Going through the screenshots I’ve uploaded with this article, you’ll see how Rock Prodigy looks when you first turn the program on (screenshot 1) and how the program then looks when you’ve logged in. You’re ready to learn (screenshot 2). As you can see, the Rock Prodigy for PC environment contains lessons, challenges and exercises. You can go through these in order, or pick and choose the session you want to participate in. I recommend using the lessons in order. Mainly because the dialogue you get from your guitar instructor will flow much better. I’ll talk about the guitar instructor more a bit later.
Screenshot 3 shows you the breakdown of the lessons in Rock Prodigy for PC. As you can see, in the early stages of this learning tool, you’re covering fretting, single notes, picking, chords, scales and more. This program is very thorough. Screenshot 4 gives a more detailed insight into what each lesson consists of by expanding the exercises in each lesson.
One thing I should mention is that this program shares another similarity with its iOS relative. That similarity is that you can either plug your guitar in to your computer directly (using the mic input) or you can play your guitar directly in front of your PC and let Rock Prodigy detect your guitar playing through your PC’s built-in microphone. Very cool. I had varied results when I first plugged in my guitar. I of course realised quickly that I was using a guitar I purchased off eBay for $27 and I should probably use one of my real guitars. As soon as I did that, I saw improved results (I’ll mention results later too).

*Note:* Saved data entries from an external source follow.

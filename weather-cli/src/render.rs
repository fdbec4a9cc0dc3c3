//! Human-readable text output.

use std::fmt::Write;

use chrono::{Datelike, NaiveDate};
use weather_core::{
    City, DailyForecast, GeocodingResult, TemperatureUnit, WeatherReport,
    calendar::{WEEKDAYS, ZoneClock},
};

fn temp(unit: TemperatureUnit, temp_f: i32) -> String {
    format!("{}{}", unit.display(temp_f), unit.symbol())
}

fn day_label(day: &DailyForecast, today: NaiveDate) -> String {
    match (day.date - today).num_days() {
        0 => "Today".to_string(),
        1 => "Tomorrow".to_string(),
        _ => day.date.format("%A").to_string(),
    }
}

pub fn weather_card(report: &WeatherReport, unit: TemperatureUnit, today: NaiveDate) -> String {
    let w = &report.weather;
    let c = &w.current;
    let mut out = String::new();

    let marker = if report.is_sample() { " (sample data)" } else { "" };
    let _ = writeln!(out, "{}{marker}", w.city);
    let _ = writeln!(out, "{:.2}°, {:.2}°", w.latitude, w.longitude);
    let _ = writeln!(out);
    let _ = writeln!(
        out,
        "{} {}  feels like {}",
        c.condition.icon(),
        temp(unit, c.temperature),
        temp(unit, c.feels_like)
    );
    let _ = writeln!(out, "{}", c.condition.description);
    let _ = writeln!(out, "Wind {} mph   Humidity {}%", c.wind_speed, c.humidity);

    if !w.forecast.is_empty() {
        let _ = writeln!(out);
        let _ = writeln!(out, "{}-Day Forecast", w.forecast.len());
        for day in &w.forecast {
            let _ = writeln!(
                out,
                "  {:<10} {} {:>6} / {:<6} {}",
                day_label(day, today),
                day.condition.icon(),
                temp(unit, day.max_temp),
                temp(unit, day.min_temp),
                day.condition.description
            );
        }
    }

    out
}

pub fn city_list(cities: &[City]) -> String {
    let mut out = String::new();
    for city in cities {
        let _ = writeln!(out, "{:<12} {:>8.4}, {:>9.4}", city.name, city.latitude, city.longitude);
    }
    out
}

pub fn geocoded(found: &GeocodingResult) -> String {
    format!("Found {} at {:.4}, {:.4}", found.display_name(), found.latitude, found.longitude)
}

/// Month grid with today's cell in brackets, followed by the zone clock.
pub fn calendar(cells: &[Option<u32>], month: NaiveDate, today: Option<NaiveDate>, clock: &ZoneClock) -> String {
    let mut out = String::new();

    let _ = writeln!(out, "{}", month.format("%B %Y"));
    for wd in WEEKDAYS {
        let _ = write!(out, "{wd:^5}");
    }
    let _ = writeln!(out);

    let highlight = today
        .filter(|t| t.year() == month.year() && t.month() == month.month())
        .map(|t| t.day());

    for week in cells.chunks(7) {
        for cell in week {
            let _ = match cell {
                Some(d) if Some(*d) == highlight => write!(out, "{:^5}", format!("[{d}]")),
                Some(d) => write!(out, "{d:^5}"),
                None => write!(out, "{:5}", ""),
            };
        }
        let _ = writeln!(out);
    }

    let _ = writeln!(out);
    let _ = writeln!(out, "{} Current time in {}", clock.zone.flag, clock.zone.name);
    let _ = writeln!(out, "{}", clock.time);
    let _ = writeln!(out, "{}", clock.date);
    out
}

One thing you should do when you are playing with a real guitar, is tune it. You can do this at the beginning of your session or you can pause your lesson to tune at any time. The built-in tuner that comes with Rock Prodigy looks like the image you see in screenshot 5. In real life it has colour too!
Of course when you realise you’re interested in Rock Prodigy for PC, you’ll also realise that this article doesn’t really tell you how to use Rock Prodigy. That’s why it’s a good thing the program includes its own tutorials. I feel better about my article knowing they’re there. You can see a list of some of the built in tutorials in screenshot 6.
Up until now, we’ve covered many things but we haven’t covered how the guitar playing component of the program works or looks. Well, it looks a bit like the image in screenshot 7 and it works by scrolling numbers from the right of screen to the left of screen (those numbers aren’t in the screenshot because I took the screenshot during a break in the play). This again is the same system used in the iOS versions of Rock Prodigy (for those who are already familiar). At the bottom of the screenshot you can see the progress of the lesson (timeline based) and at the top of the screen you can see the progress of the lesson (score based). If you’ve ever played any of the games from the Guitar Hero franchise, you’ll be familiar with the concept of the scoring. The more accurate you are, the higher your score is and the more multipliers you receive. As I mentioned when discussing the tuner, you can tune at any time and you do that by pausing your lesson (using the obvious pause button). You can also pause a lesson at any time if you want to exit the score-based lesson and practice part of a lesson you’re currently in. Screenshot 8 shows you what that looks like.
At the end of each exercise or lesson you are presented with your results. Screenshot 9 shows you how that may look. The system keeps a tally of your results which is great if you want to track your progress. It’s highly likely that over time you’ll see your results improve which can be very handy for beginner guitar players who may feel they’re not getting anywhere. I’ve based that on my own feelings over the years of course.
If you’re feeling confident about your results and/or you love the concept of connecting with other Rock Prodigy users, feel free to publish your results using the program’s built-in social media tools. Leave comments and show your shredability (that’s a real word).
One other item I mentioned earlier was the guitar instructor. I’ve saved this part for last, because you’re supposed to save the best for last. I have.
Even though you’re interacting with pre-recorded lessons, I found the narration in the Rock Prodigy lessons incredibly effective and well-toned. That may sound weird, but I have heard some online lessons where the narration may as well have been coming from a robot. These lessons still seem personal somehow by combining the narration style with the positive approach to play.
I think the Rock Prodigy for PC system is great. It’s just like having your own personal guitar instructor ready to teach at the time you’re ready to play. That’s perfect for people like me. I can be ready to play guitar at the weirdest hours.